Piecewise linear approximation of streaming time series data with max-error guarantees

Given a time series S = ((x1, y1), (x2, y2), ...) and a prescribed error bound ε, the piecewise linear approximation (PLA) problem with max-error guarantees is to construct a piecewise linear function f such that |f(xi)-yi| ≤ ε for all i. In addition, we would like to have an online algorithm that takes the time series as the records arrive in a streaming fashion, and outputs the pieces of f on-the-fly. This problem has applications wherever time series data is being continuously collected, but the data collection device has limited local buffer space and communication bandwidth, so that the data has to be compressed and sent back during the collection process.

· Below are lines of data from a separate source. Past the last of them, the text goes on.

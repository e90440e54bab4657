//! The chart's `values.yaml` document.
//!
//! Top-level keys are fixed (`imagePullSecrets`, `replicaCount`,
//! `serviceAccount`) and followed by one subtree per accepted component in
//! the order components were added.

use std::num::NonZeroU32;

use helmforge_common::constants::RESERVED_VALUES_KEYS;
use helmforge_common::error::{ChartError, Result};
use helmforge_common::types::ResourceRequirements;
use helmforge_compose::ComponentSpec;
use indexmap::IndexMap;
use serde::Serialize;

/// Root of `values.yaml`.
#[derive(Debug, Clone, PartialEq, Eq, Serialize)]
#[serde(rename_all = "camelCase")]
pub struct ValuesDocument {
    image_pull_secrets: Vec<String>,
    replica_count: NonZeroU32,
    service_account: ServiceAccount,
    #[serde(flatten)]
    components: IndexMap<String, ComponentValues>,
    #[serde(skip)]
    resources: ResourceRequirements,
}

/// `serviceAccount` settings. Generated charts never create one.
#[derive(Debug, Clone, Default, PartialEq, Eq, Serialize)]
pub struct ServiceAccount {
    /// Whether the chart creates a service account.
    pub create: bool,
    /// Name of the service account to use.
    pub name: String,
}

/// One component's subtree.
#[derive(Debug, Clone, PartialEq, Eq, Serialize)]
pub struct ComponentValues {
    /// Image reference.
    pub image: ImageValues,
    /// Environment variables.
    pub env: IndexMap<String, String>,
    /// Container ports.
    pub ports: Vec<u16>,
    /// Resource limits and requests.
    pub resources: ResourceRequirements,
}

/// `image` subtree.
#[derive(Debug, Clone, PartialEq, Eq, Serialize)]
pub struct ImageValues {
    /// Image repository.
    pub repository: String,
    /// Image tag.
    pub tag: String,
}

impl ValuesDocument {
    /// Creates a document with no components.
    #[must_use]
    pub fn new(replica_count: NonZeroU32, resources: ResourceRequirements) -> Self {
        Self {
            image_pull_secrets: Vec::new(),
            replica_count,
            service_account: ServiceAccount::default(),
            components: IndexMap::new(),
            resources,
        }
    }

    /// Adds or replaces the subtree for `name`. A replaced entry keeps its
    /// original position.
    ///
    /// # Errors
    ///
    /// Returns [`ChartError::ReservedComponentName`] if `name` would shadow a
    /// fixed top-level key.
    pub fn add(&mut self, name: &str, spec: &ComponentSpec) -> Result<()> {
        if RESERVED_VALUES_KEYS.contains(&name) {
            return Err(ChartError::ReservedComponentName {
                name: name.to_owned(),
            });
        }

        let values = ComponentValues {
            image: ImageValues {
                repository: spec.repository.clone(),
                tag: spec.tag.clone(),
            },
            env: spec.env.clone(),
            ports: spec.ports.clone(),
            resources: self.resources.clone(),
        };
        if self.components.insert(name.to_owned(), values).is_some() {
            tracing::warn!(component = name, "replacing existing values entry");
        }
        Ok(())
    }

    /// Looks up a component's subtree.
    #[must_use]
    pub fn component(&self, name: &str) -> Option<&ComponentValues> {
        self.components.get(name)
    }

    /// Component names in insertion order.
    pub fn component_names(&self) -> impl Iterator<Item = &str> {
        self.components.keys().map(String::as_str)
    }

    /// Serializes the document to YAML.
    ///
    /// # Errors
    ///
    /// Returns [`ChartError::Serialization`] if serialization fails.
    pub fn to_yaml(&self) -> Result<String> {
        Ok(serde_yaml::to_string(self)?)
    }
}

Prior work addressed two versions of the problem, where either f consists of disjoint segments, or f is required to be a continuous piecewise linear function. In both cases, existing algorithms can produce a function f that has the minimum number of pieces while meeting the prescribed error bound ε. However, we observe that neither minimizes the true representation size of f, i.e., the number of parameters required to represent f. In this paper, we design an online algorithm that generates the optimal PLA in terms of representation size while meeting the prescribed max-error guarantee. Our experiments on many real-world data sets show that our algorithm can reduce the representation size of f by around 15% on average compared with the current best methods, while still requiring O(1) processing time per data record and small space.